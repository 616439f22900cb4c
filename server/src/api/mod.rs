//! API server and routes

pub mod auth;
pub mod extractors;
pub mod middleware;
pub mod openapi;
pub mod routes;
mod server;
pub mod types;

pub use auth::AuthManager;
pub use server::{ApiServer, build_router};
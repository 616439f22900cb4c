//! API server initialization

use std::net::SocketAddr;
use std::sync::Arc;

use anyhow::{Context, Result};
use axum::Router;
use axum::extract::DefaultBodyLimit;
use axum::routing::get;
use tokio::net::TcpListener;
use tower_http::compression::CompressionLayer;
use tower_http::trace::TraceLayer;

use super::auth::{AuthManager, AuthState, require_auth};
use super::middleware::{self, AllowedOrigins};
use super::openapi::{openapi_json, swagger_ui_html};
use super::routes::{auth, dashboard, health, questionnaires, responses, sessions, users};
use crate::core::CoreApp;
use crate::core::constants::DEFAULT_BODY_LIMIT;
use crate::data::TransactionalService;

pub struct ApiServer {
    app: CoreApp,
    allowed_origins: AllowedOrigins,
}

impl ApiServer {
    pub fn new(app: CoreApp) -> Self {
        let allowed_origins = AllowedOrigins::new(&app.config.server.host, app.config.server.port);
        Self {
            app,
            allowed_origins,
        }
    }

    /// Serve until the shutdown signal fires; returns CoreApp for graceful shutdown
    pub async fn start(self) -> Result<CoreApp> {
        let Self {
            app,
            allowed_origins,
        } = self;

        let shutdown = app.shutdown.clone();
        let host = app.config.server.host.clone();
        let port = app.config.server.port;

        let router = build_router(
            app.database.clone(),
            app.auth.clone(),
            &allowed_origins,
            &app.config.auth.default_password,
        );

        let listener = TcpListener::bind((host.as_str(), port))
            .await
            .with_context(|| format!("Failed to bind {}:{}", host, port))?;
        tracing::debug!(addr = %listener.local_addr()?, "HTTP server listening");

        axum::serve(
            listener,
            router.into_make_service_with_connect_info::<SocketAddr>(),
        )
        .with_graceful_shutdown(shutdown.wait())
        .await?;

        Ok(app)
    }
}

/// Assemble the full HTTP router
///
/// Login, refresh, health and the OpenAPI routes are public; every other
/// `/api/v1` route sits behind `require_auth`.
pub fn build_router(
    database: Arc<TransactionalService>,
    auth_manager: Arc<AuthManager>,
    allowed_origins: &AllowedOrigins,
    default_password: &str,
) -> Router {
    let auth_state = AuthState {
        auth_manager: auth_manager.clone(),
        database: database.clone(),
    };
    let protected = |routes: Router| {
        routes.layer(axum::middleware::from_fn_with_state(
            auth_state.clone(),
            require_auth,
        ))
    };

    Router::new()
        .route("/api/v1/health", get(health::health))
        .route("/api/openapi.json", get(openapi_json))
        .route("/api/docs", get(swagger_ui_html))
        .nest("/api/v1", auth::routes(auth_manager, database.clone()))
        .nest(
            "/api/v1/questionnaires",
            protected(questionnaires::routes(database.clone())),
        )
        .nest(
            "/api/v1/users",
            protected(users::routes(database.clone(), default_password)),
        )
        .nest(
            "/api/v1/sessions",
            protected(sessions::routes(database.clone())),
        )
        .nest(
            "/api/v1/responses",
            protected(responses::routes(database.clone())),
        )
        .nest("/api/v1/dashboard", protected(dashboard::routes(database)))
        .fallback(middleware::handle_404)
        .layer(TraceLayer::new_for_http())
        .layer(CompressionLayer::new())
        .layer(middleware::cors(allowed_origins))
        .layer(DefaultBodyLimit::max(DEFAULT_BODY_LIMIT))
}
//! Core application

use std::sync::Arc;

use anyhow::{Context, Result};

use crate::api::{ApiServer, AuthManager};
use crate::core::banner;
use crate::core::cli::{self, CliConfig, Commands, SystemCommands, UserCommands};
use crate::core::config::AppConfig;
use crate::core::constants::{APP_NAME_LOWER, ENV_LOG};
use crate::core::secret::SecretManager;
use crate::core::shutdown::ShutdownService;
use crate::core::storage::AppStorage;
use crate::data::{DataError, TransactionalService};
use crate::data::types::UserRole;
use crate::domain::users::{self, CreateUser, UserError};

pub struct CoreApp {
    pub shutdown: ShutdownService,
    pub config: AppConfig,
    pub storage: AppStorage,
    pub secrets: SecretManager,
    pub database: Arc<TransactionalService>,
    pub auth: Arc<AuthManager>,
}

impl CoreApp {
    /// Run the application with CLI argument parsing
    pub async fn run() -> Result<()> {
        dotenvy::dotenv().ok();
        Self::init_logging();

        tracing::debug!("Application starting");

        let (cli_config, command) = cli::parse();
        tracing::trace!(command = ?command, "Parsed command");

        match command {
            Some(Commands::System {
                command: system_cmd,
            }) => Self::handle_system_command(system_cmd),
            Some(Commands::User { command: user_cmd }) => {
                Self::handle_user_command(&cli_config, user_cmd).await
            }
            Some(Commands::Start) | None => {
                let app = Self::init(&cli_config).await?;
                Self::start_server(app).await
            }
        }
    }

    async fn init(cli: &CliConfig) -> Result<Self> {
        let config = AppConfig::load(cli)?;
        let storage = AppStorage::init().await?;
        let secrets = SecretManager::init(&storage).await?;

        let database = Arc::new(
            TransactionalService::init(&storage)
                .await
                .context("Failed to initialize database")?,
        );
        let auth = Arc::new(AuthManager::init(&secrets, &config.auth).await?);
        let shutdown = ShutdownService::new(database.clone());

        Ok(Self {
            shutdown,
            config,
            storage,
            secrets,
            database,
            auth,
        })
    }

    fn handle_system_command(cmd: SystemCommands) -> Result<()> {
        match cmd {
            SystemCommands::Prune { yes } => Self::prune_data(yes),
        }
    }

    async fn handle_user_command(cli: &CliConfig, cmd: UserCommands) -> Result<()> {
        match cmd {
            UserCommands::Create {
                email,
                password,
                name,
                admin,
            } => {
                // Validate config so a bad file fails here too
                AppConfig::load(cli)?;
                let storage = AppStorage::init().await?;
                let database = TransactionalService::init(&storage)
                    .await
                    .context("Failed to initialize database")?;

                let result = Self::create_user(&database, email, password, name, admin).await;
                database.close().await;
                result
            }
        }
    }

    async fn create_user(
        database: &TransactionalService,
        email: String,
        password: String,
        name: Option<String>,
        admin: bool,
    ) -> Result<()> {
        let name = name.unwrap_or_else(|| users::username_base(&email).to_string());
        let role = if admin {
            UserRole::Admin
        } else {
            UserRole::Stakeholder
        };

        let repo = database.repository();
        let request = CreateUser {
            name,
            email,
            password,
            role,
        };
        match users::create_user(repo.as_ref(), request).await {
            Ok(user) => {
                println!(
                    "Created {} user {} ({})",
                    user.role(),
                    user.username,
                    user.email
                );
                Ok(())
            }
            Err(UserError::Data(DataError::Conflict(message))) => {
                tracing::warn!("{}, nothing to do", message);
                Ok(())
            }
            Err(e) => Err(e).context("Failed to create user"),
        }
    }

    fn prune_data(skip_confirm: bool) -> Result<()> {
        let data_dir = AppStorage::resolve_data_dir();

        if !data_dir.exists() {
            println!(
                "Nothing to prune. Data directory does not exist: {}",
                data_dir.display()
            );
            return Ok(());
        }

        let data_dir = data_dir.canonicalize().unwrap_or(data_dir);

        println!("This will permanently delete the local data directory:");
        println!("  {}", data_dir.display());
        println!();
        println!(
            "Make sure the server is not running. \
             Deleting data while the server is running will cause data corruption."
        );

        if !skip_confirm {
            print!("\nContinue? [y/N] ");
            std::io::Write::flush(&mut std::io::stdout())?;

            let mut input = String::new();
            std::io::stdin().read_line(&mut input)?;

            if !matches!(input.trim().to_lowercase().as_str(), "y" | "yes") {
                println!("Aborted.");
                return Ok(());
            }
        }

        std::fs::remove_dir_all(&data_dir)
            .with_context(|| format!("Failed to delete data directory: {}", data_dir.display()))?;
        println!("Pruned: {}", data_dir.display());
        Ok(())
    }

    fn init_logging() {
        let default_filter = format!("info,{}=info", APP_NAME_LOWER);

        let filter = std::env::var(ENV_LOG)
            .or_else(|_| std::env::var("RUST_LOG"))
            .unwrap_or(default_filter);

        tracing_subscriber::fmt()
            .with_target(false)
            .with_thread_ids(false)
            .with_level(true)
            .with_ansi(true)
            .compact()
            .with_env_filter(filter)
            .init();
    }

    async fn start_server(app: Self) -> Result<()> {
        // Install signal handlers FIRST (before any blocking calls)
        app.shutdown.install_signal_handlers();

        app.start_background_tasks().await;

        tracing::debug!(backend = app.secrets.backend().name(), "Signing key loaded");
        banner::print_banner(
            &app.config.server.host,
            app.config.server.port,
            &app.storage.data_dir().display().to_string(),
        );

        let server = ApiServer::new(app);
        let app = server.start().await?;
        app.shutdown.shutdown().await;

        Ok(())
    }

    pub async fn start_background_tasks(&self) {
        self.shutdown
            .register(
                self.database
                    .start_checkpoint_task(self.shutdown.subscribe()),
            )
            .await;

        tracing::debug!("Background tasks started");
    }
}

#[cfg(test)]
mod tests {
    use super::*;

    #[tokio::test]
    async fn test_create_user_command_is_idempotent_on_email() {
        let database = TransactionalService::in_memory().await;

        CoreApp::create_user(
            &database,
            "root@example.com".to_string(),
            "pw".to_string(),
            None,
            true,
        )
        .await
        .unwrap();
        CoreApp::create_user(
            &database,
            "root@example.com".to_string(),
            "other".to_string(),
            Some("Someone Else".to_string()),
            false,
        )
        .await
        .unwrap();

        let repo = database.repository();
        let users = repo.list_users().await.unwrap();
        assert_eq!(users.len(), 1);
        assert_eq!(users[0].user.username, "root");
        assert!(users[0].user.is_admin);
    }
}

—————

(WHAT TO PRODUCE):
Scan the records for the word "CreateUser", and copy each line where it is found.

(THE ANSWER):
use crate::domain::users::{self, CreateUser, UserError};
        let request = CreateUser {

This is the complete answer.